In his original GAN paper Goodfellow gives a game theoretic perspective for GANs:

\begin{equation} \underset{G}{\min}\, \underset{D}{\max}\, V\left(D,G \right) = \mathbb{E}_{x\sim\mathit{p}_{\textrm{data}}\left(x \right)} \left[\textrm{log}\, D \left(x \right) \right] + \mathbb{E}_{z\sim\mathit{p}_{\textrm{z}}\left(z \right)} \left[\textrm{log} \left(1 - D \left(G \left(z \right)\right)\right) \right] \end{equation}

I think I understand this formula, at least it makes sense to me. What I don't understand is that he writes in his NIPS tutorial:

In the minimax game, the discriminator minimizes a cross-entropy, but the generator maximizes the same cross-entropy.

Why does he write that the discriminator minimizes the cross-entropy while the generator maximizes it? Shouldn't it be the other way around? At least that is how I understand $\underset{G}{\min}\, \underset{D}{\max}\, V\left(D,G \right)$.

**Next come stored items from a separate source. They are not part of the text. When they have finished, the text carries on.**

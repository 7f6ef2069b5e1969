//! Turn orchestration: a chat exchange with a passenger and a guessing round
//! with the detective.
//!
//! Both turns call slow external collaborators. The session lock is only
//! taken for the short mutations before and after those calls, never across
//! them.

use chrono::{DateTime, Utc};
use runaway_core::catalog::WagonCatalog;
use runaway_core::clock::Clock;
use runaway_core::collaborator::{
    ChatLine, DialogueGenerator, GuessGenerator, GuessRequest, Role, SimilarityScorer,
    SpeechSynthesizer,
};
use runaway_core::error::DomainError;
use runaway_core::identity::NpcIdentity;
use tracing::{error, info, warn};

use crate::application::command_handlers::{
    handle_add_message, handle_record_guess, hydrate_current_wagon,
};
use crate::application::registry::SessionRegistry;
use crate::domain::commands::{AddMessage, RecordGuess, SendChatMessage, SubmitIndication};
use crate::domain::session::Message;

/// Reply used when the dialogue generator fails.
pub const FALLBACK_REPLY: &str =
    "I apologize, but I'm having trouble responding right now. Please try again later.";

/// Number of messages of history handed to the dialogue generator.
pub const DIALOGUE_HISTORY_LIMIT: usize = 10;

/// Number of previous guesses handed to the guess generator.
pub const GUESS_HISTORY_LIMIT: usize = 3;

/// Number of previous indications handed to the guess generator.
pub const INDICATION_HISTORY_LIMIT: usize = 5;

/// Score used when the similarity scorer is unavailable.
pub const NEUTRAL_SCORE: f64 = 0.5;

const PASSCODE_MASK: &str = "*******";

/// The collaborators a turn may call.
#[derive(Clone, Copy)]
pub struct Collaborators<'a> {
    /// Wagon dataset.
    pub catalog: &'a dyn WagonCatalog,
    /// Passenger dialogue.
    pub dialogue: &'a dyn DialogueGenerator,
    /// Detective guesses.
    pub guesser: &'a dyn GuessGenerator,
    /// Guess scoring.
    pub scorer: &'a dyn SimilarityScorer,
    /// Text to speech.
    pub speech: &'a dyn SpeechSynthesizer,
}

/// Result of a chat turn.
#[derive(Debug, Clone, PartialEq, Eq)]
pub struct ChatTurnOutcome {
    /// The passenger that answered.
    pub uid: NpcIdentity,
    /// The reply text.
    pub reply: String,
    /// Spoken reply; empty when speech is unavailable.
    pub audio: Vec<u8>,
    /// When the reply was stored.
    pub timestamp: DateTime<Utc>,
}

/// Result of a guessing round.
#[derive(Debug, Clone, PartialEq)]
pub struct GuessTurnOutcome {
    /// The detective's one-word guess.
    pub guess: String,
    /// The detective's reasoning.
    pub thoughts: String,
    /// Closeness to the passcode, in `[0, 1]`.
    pub score: f64,
    /// The wagon the round was played in.
    pub wagon_id: u32,
}

/// Replaces every case-insensitive occurrence of `passcode` in `text` with
/// a fixed mask. Case is compared per character with Unicode lowercasing.
#[must_use]
pub fn mask_passcode(text: &str, passcode: &str) -> String {
    if passcode.is_empty() {
        return text.to_owned();
    }

    let mut masked = String::with_capacity(text.len());
    let mut rest = text;
    while let Some(next) = rest.chars().next() {
        if let Some(len) = caseless_prefix_len(rest, passcode) {
            masked.push_str(PASSCODE_MASK);
            rest = &rest[len..];
        } else {
            masked.push(next);
            rest = &rest[next.len_utf8()..];
        }
    }
    masked
}

/// Byte length of the prefix of `text` equal to `needle` ignoring case.
fn caseless_prefix_len(text: &str, needle: &str) -> Option<usize> {
    let mut chars = text.chars();
    let mut consumed = 0;
    for expected in needle.chars() {
        let actual = chars.next()?;
        if !actual.to_lowercase().eq(expected.to_lowercase()) {
            return None;
        }
        consumed += actual.len_utf8();
    }
    Some(consumed)
}

/// Handles a chat turn: stores the player's message, asks the passenger for a
/// reply, stores the reply and voices it.
///
/// # Errors
///
/// Returns `DomainError::Validation` for an empty message,
/// `DomainError::InvalidIdentity` for an unparsable uid,
/// `DomainError::SessionNotFound` if the session is not live,
/// `DomainError::WrongWagon` if the passenger is not in the current wagon,
/// `DomainError::PassengerNotFound` if the dataset has no such passenger, and
/// `DomainError::Retryable` if the reply could not be stored.
pub async fn handle_chat_turn(
    command: &SendChatMessage,
    registry: &SessionRegistry,
    collaborators: Collaborators<'_>,
    clock: &dyn Clock,
) -> Result<ChatTurnOutcome, DomainError> {
    if command.message.trim().is_empty() {
        return Err(DomainError::Validation("message must not be empty".into()));
    }
    let identity = NpcIdentity::parse(&command.uid)?;

    let session = registry.get(command.session_id).await?;
    session.ensure_current_wagon(&identity)?;

    let profile = collaborators
        .catalog
        .load_passenger(Some(command.session_id), &identity)
        .await?
        .ok_or_else(|| DomainError::PassengerNotFound(identity.to_string()))?;

    let conversation = handle_add_message(
        &AddMessage {
            correlation_id: command.correlation_id,
            session_id: command.session_id,
            uid: command.uid.clone(),
            role: Role::User,
            content: command.message.clone(),
        },
        registry,
        clock.now(),
    )
    .await?;
    let history: Vec<ChatLine> = conversation
        .recent(DIALOGUE_HISTORY_LIMIT)
        .iter()
        .map(Message::to_chat_line)
        .collect();

    let reply = match collaborators.dialogue.generate_reply(&profile, &history).await {
        Ok(reply) => reply,
        Err(e) => {
            warn!(
                correlation_id = %command.correlation_id,
                session_id = %command.session_id,
                uid = %identity,
                error = %e,
                "dialogue generation failed, using fallback reply"
            );
            FALLBACK_REPLY.to_owned()
        }
    };

    let timestamp = clock.now();
    handle_add_message(
        &AddMessage {
            correlation_id: command.correlation_id,
            session_id: command.session_id,
            uid: command.uid.clone(),
            role: Role::Assistant,
            content: reply.clone(),
        },
        registry,
        timestamp,
    )
    .await
    .map_err(|e| {
        error!(
            correlation_id = %command.correlation_id,
            session_id = %command.session_id,
            uid = %identity,
            reply = %reply,
            error = %e,
            "could not store generated reply"
        );
        DomainError::Retryable(format!("reply could not be stored: {e}"))
    })?;

    let audio = match collaborators.speech.synthesize(&reply).await {
        Ok(audio) => audio,
        Err(e) => {
            warn!(
                correlation_id = %command.correlation_id,
                session_id = %command.session_id,
                error = %e,
                "speech synthesis failed, returning empty audio"
            );
            Vec::new()
        }
    };

    info!(
        correlation_id = %command.correlation_id,
        session_id = %command.session_id,
        uid = %identity,
        audio_bytes = audio.len(),
        "completed chat turn"
    );
    Ok(ChatTurnOutcome {
        uid: identity,
        reply,
        audio,
        timestamp,
    })
}

/// Handles a guessing round: the detective guesses the passcode from the
/// player's indication, the guess is scored and the round is recorded.
///
/// # Errors
///
/// Returns `DomainError::Validation` for an empty indication,
/// `DomainError::SessionNotFound` if the session is not live, the catalog's
/// error if the wagon metadata cannot be loaded, and
/// `DomainError::Retryable` if the guess could not be produced or stored.
pub async fn handle_guess_turn(
    command: &SubmitIndication,
    registry: &SessionRegistry,
    collaborators: Collaborators<'_>,
    clock: &dyn Clock,
) -> Result<GuessTurnOutcome, DomainError> {
    if command.indication.trim().is_empty() {
        return Err(DomainError::Validation("indication must not be empty".into()));
    }

    let session = hydrate_current_wagon(command.session_id, registry, collaborators.catalog).await?;
    let wagon_id = session.current_wagon_id();
    let theme = session.current_wagon.theme.clone();
    let passcode = session.current_wagon.passcode().to_owned();

    // Stored history holds the player's raw text; everything the detective
    // sees is masked.
    let progress = &session.guessing_progress;
    let request = GuessRequest {
        theme: theme.clone(),
        previous_guesses: progress
            .recent_guesses(GUESS_HISTORY_LIMIT)
            .iter()
            .map(|guess| mask_passcode(guess, &passcode))
            .collect(),
        previous_indications: progress
            .recent_indications(INDICATION_HISTORY_LIMIT)
            .iter()
            .map(|m| mask_passcode(&m.content, &passcode))
            .collect(),
        current_indication: mask_passcode(&command.indication, &passcode),
    };

    let response = collaborators
        .guesser
        .generate_guess(&request)
        .await
        .map_err(|e| {
            warn!(
                correlation_id = %command.correlation_id,
                session_id = %command.session_id,
                wagon_id,
                error = %e,
                "guess generation failed"
            );
            DomainError::Retryable(format!("guess generation failed: {e}"))
        })?;

    let score = match collaborators.scorer.score(&passcode, &response.guess, &theme).await {
        Ok(score) if score.is_finite() => score.clamp(0.0, 1.0),
        Ok(score) => {
            warn!(session_id = %command.session_id, score, "scorer returned a non-finite score");
            NEUTRAL_SCORE
        }
        Err(e) => {
            warn!(
                correlation_id = %command.correlation_id,
                session_id = %command.session_id,
                error = %e,
                "similarity scoring failed, using neutral score"
            );
            NEUTRAL_SCORE
        }
    };

    handle_record_guess(
        &RecordGuess {
            correlation_id: command.correlation_id,
            session_id: command.session_id,
            wagon_id,
            indication: command.indication.clone(),
            guess: response.guess.clone(),
            rationale: response.thoughts.clone(),
        },
        registry,
        clock.now(),
    )
    .await
    .map_err(|e| {
        error!(
            correlation_id = %command.correlation_id,
            session_id = %command.session_id,
            wagon_id,
            guess = %response.guess,
            thoughts = %response.thoughts,
            error = %e,
            "could not store generated guess"
        );
        DomainError::Retryable(format!("guess could not be stored: {e}"))
    })?;

    info!(
        correlation_id = %command.correlation_id,
        session_id = %command.session_id,
        wagon_id,
        score,
        "completed guess turn"
    );
    Ok(GuessTurnOutcome {
        guess: response.guess,
        thoughts: response.thoughts,
        score,
        wagon_id,
    })
}
//! Test catalogs: in-memory `WagonCatalog` implementations for tests.

use std::collections::HashMap;

use async_trait::async_trait;
use runaway_core::catalog::{Passenger, PassengerProfile, WagonCatalog, WagonDefinition};
use runaway_core::error::DomainError;
use runaway_core::identity::{NpcIdentity, SessionId};

/// Builds `count` wagons with themes `theme-<i>`, passcodes `passcode-<i>`
/// and two passengers each (`wagon-<i>-player-1` and `-2`).
#[must_use]
pub fn sample_wagons(count: u32) -> Vec<WagonDefinition> {
    (0..count)
        .map(|i| WagonDefinition {
            id: i,
            theme: format!("theme-{i}"),
            passcode: format!("passcode-{i}"),
            people: (1..=2)
                .map(|k| Passenger {
                    uid: NpcIdentity::new(i, k).to_string(),
                    position: [0.25, 0.5],
                    rotation: 0.0,
                    model_type: "character-female-a".to_owned(),
                    items: Vec::new(),
                })
                .collect(),
        })
        .collect()
}

/// A plausible passenger profile named `name`.
#[must_use]
pub fn sample_profile(name: &str) -> PassengerProfile {
    PassengerProfile {
        name: name.to_owned(),
        age: 47,
        profession: "Medical Researcher".to_owned(),
        personality: "Analytical and meticulous".to_owned(),
        role: "Ship's doctor".to_owned(),
        mystery_intrigue: "Carries a sealed sample from the derelict".to_owned(),
    }
}

/// A catalog serving the same wagons to every session. Every roster
/// passenger of every wagon gets a generated profile.
#[derive(Debug, Clone)]
pub struct StaticWagonCatalog {
    wagons: Vec<WagonDefinition>,
    profiles: HashMap<NpcIdentity, PassengerProfile>,
}

impl StaticWagonCatalog {
    /// Create a catalog over `wagons`.
    #[must_use]
    pub fn new(wagons: Vec<WagonDefinition>) -> Self {
        let profiles = wagons
            .iter()
            .flat_map(|wagon| wagon.people.iter())
            .filter_map(|person| NpcIdentity::parse(&person.uid).ok())
            .map(|identity| (identity, sample_profile(&format!("Passenger {identity}"))))
            .collect();
        Self { wagons, profiles }
    }

    /// Create a catalog of `count` sample wagons.
    #[must_use]
    pub fn with_wagons(count: u32) -> Self {
        Self::new(sample_wagons(count))
    }
}

#[async_trait]
impl WagonCatalog for StaticWagonCatalog {
    async fn load_wagons(
        &self,
        _session_id: Option<SessionId>,
    ) -> Result<Vec<WagonDefinition>, DomainError> {
        Ok(self.wagons.clone())
    }

    async fn load_passenger(
        &self,
        _session_id: Option<SessionId>,
        identity: &NpcIdentity,
    ) -> Result<Option<PassengerProfile>, DomainError> {
        Ok(self.profiles.get(identity).cloned())
    }

    async fn load_wagon_passengers(
        &self,
        _session_id: Option<SessionId>,
        wagon_index: u32,
    ) -> Result<Option<Vec<(NpcIdentity, PassengerProfile)>>, DomainError> {
        if !self.wagons.iter().any(|wagon| wagon.id == wagon_index) {
            return Ok(None);
        }
        let mut roster: Vec<_> = self
            .profiles
            .iter()
            .filter(|(identity, _)| identity.wagon_index() == wagon_index)
            .map(|(identity, profile)| (*identity, profile.clone()))
            .collect();
        roster.sort_by_key(|(identity, _)| identity.player_index());
        Ok(Some(roster))
    }
}

/// A catalog whose storage is always unavailable. Useful for testing
/// "dataset cannot be loaded" paths.
#[derive(Debug)]
pub struct FailingWagonCatalog;

#[async_trait]
impl WagonCatalog for FailingWagonCatalog {
    async fn load_wagons(
        &self,
        _session_id: Option<SessionId>,
    ) -> Result<Vec<WagonDefinition>, DomainError> {
        Err(DomainError::Infrastructure("wagons.json unreadable".into()))
    }

    async fn load_passenger(
        &self,
        _session_id: Option<SessionId>,
        _identity: &NpcIdentity,
    ) -> Result<Option<PassengerProfile>, DomainError> {
        Err(DomainError::Infrastructure("player_details.json unreadable".into()))
    }

    async fn load_wagon_passengers(
        &self,
        _session_id: Option<SessionId>,
        _wagon_index: u32,
    ) -> Result<Option<Vec<(NpcIdentity, PassengerProfile)>>, DomainError> {
        Err(DomainError::Infrastructure("player_details.json unreadable".into()))
    }
}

I guess this shows that I have a fundamental error in my understanding. Could anyone clarify what I'm missing here?

Answer 1

Your mistake is that you think that the referenced $V(D,G)$ is the definition of the cross-entropy! Indeed, the cross-entropy is defined based on the negative value of the $V(D,G)$. Hence, if you consider the minus behind the $V(D,G)$ ($-V(D,G)$) the sentence will be meaningful.